**YOUR OBJECTIVE**.
In the listing below, the line containing "use quartet_config::AppConfig;" marks the end; copy exactly every line from the first through that one.

[EXTRACTED ENTRIES Boundary: Start]

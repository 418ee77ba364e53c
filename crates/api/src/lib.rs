//! Quartet scoring server library.

pub mod handlers;

use std::sync::Arc;
use std::time::Instant;

use axum::{
    Json, Router,
    extract::State,
    routing::{get, post},
};
use tower_http::cors::CorsLayer;
use tower_http::request_id::{MakeRequestUuid, PropagateRequestIdLayer, SetRequestIdLayer};
use tower_http::trace::TraceLayer;

use quartet_config::AppConfig;
use quartet_domain::{HealthResponse, ReadyResponse, ScoringOrchestrator};
use quartet_storage::check_connection;
use sqlx::SqlitePool;

use handlers::blocks::{generate_blocks, get_result, submit};

/// Application state shared across handlers.
pub struct AppState {
    pub pool: SqlitePool,
    pub orchestrator: Arc<ScoringOrchestrator>,
    pub config: AppConfig,
    pub start_time: Instant,
}

pub fn build_router(state: Arc<AppState>) -> Router {
    Router::new()
        .route("/v1/health", get(health))
        .route("/v1/ready", get(ready))
        .route("/v1/blocks", post(generate_blocks))
        .route("/v1/submit", post(submit))
        .route("/v1/result/{session_id}", get(get_result))
        .layer(SetRequestIdLayer::x_request_id(MakeRequestUuid))
        .layer(PropagateRequestIdLayer::x_request_id())
        .layer(TraceLayer::new_for_http())
        .layer(CorsLayer::permissive())
        .with_state(state)
}

/// Health check endpoint.
async fn health(State(state): State<Arc<AppState>>) -> Json<HealthResponse> {
    let uptime = state.start_time.elapsed().as_secs();

    Json(HealthResponse {
        status: "ok".to_string(),
        version: env!("CARGO_PKG_VERSION").to_string(),
        build_sha: option_env!("BUILD_SHA").unwrap_or("dev").to_string(),
        uptime_seconds: uptime,
    })
}

/// Readiness check endpoint.
async fn ready(State(state): State<Arc<AppState>>) -> Json<ReadyResponse> {
    let db_status = match check_connection(&state.pool).await {
        Ok(()) => "connected",
        Err(_) => "disconnected",
    };

    Json(ReadyResponse {
        status: if db_status == "connected" {
            "ok"
        } else {
            "degraded"
        }
        .to_string(),
        database: db_status.to_string(),
    })
}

[EXTRACTED ENTRIES Boundary: End]

**RESULT OF THIS EXERCISE**.
repository 418ee77ba364e53c
filename crates/api/src/lib.rs
//! Quartet scoring server library.

pub mod handlers;

use std::sync::Arc;
use std::time::Instant;

use axum::{
    Json, Router,
    extract::State,
    routing::{get, post},
};
use tower_http::cors::CorsLayer;
use tower_http::request_id::{MakeRequestUuid, PropagateRequestIdLayer, SetRequestIdLayer};
use tower_http::trace::TraceLayer;

use quartet_config::AppConfig;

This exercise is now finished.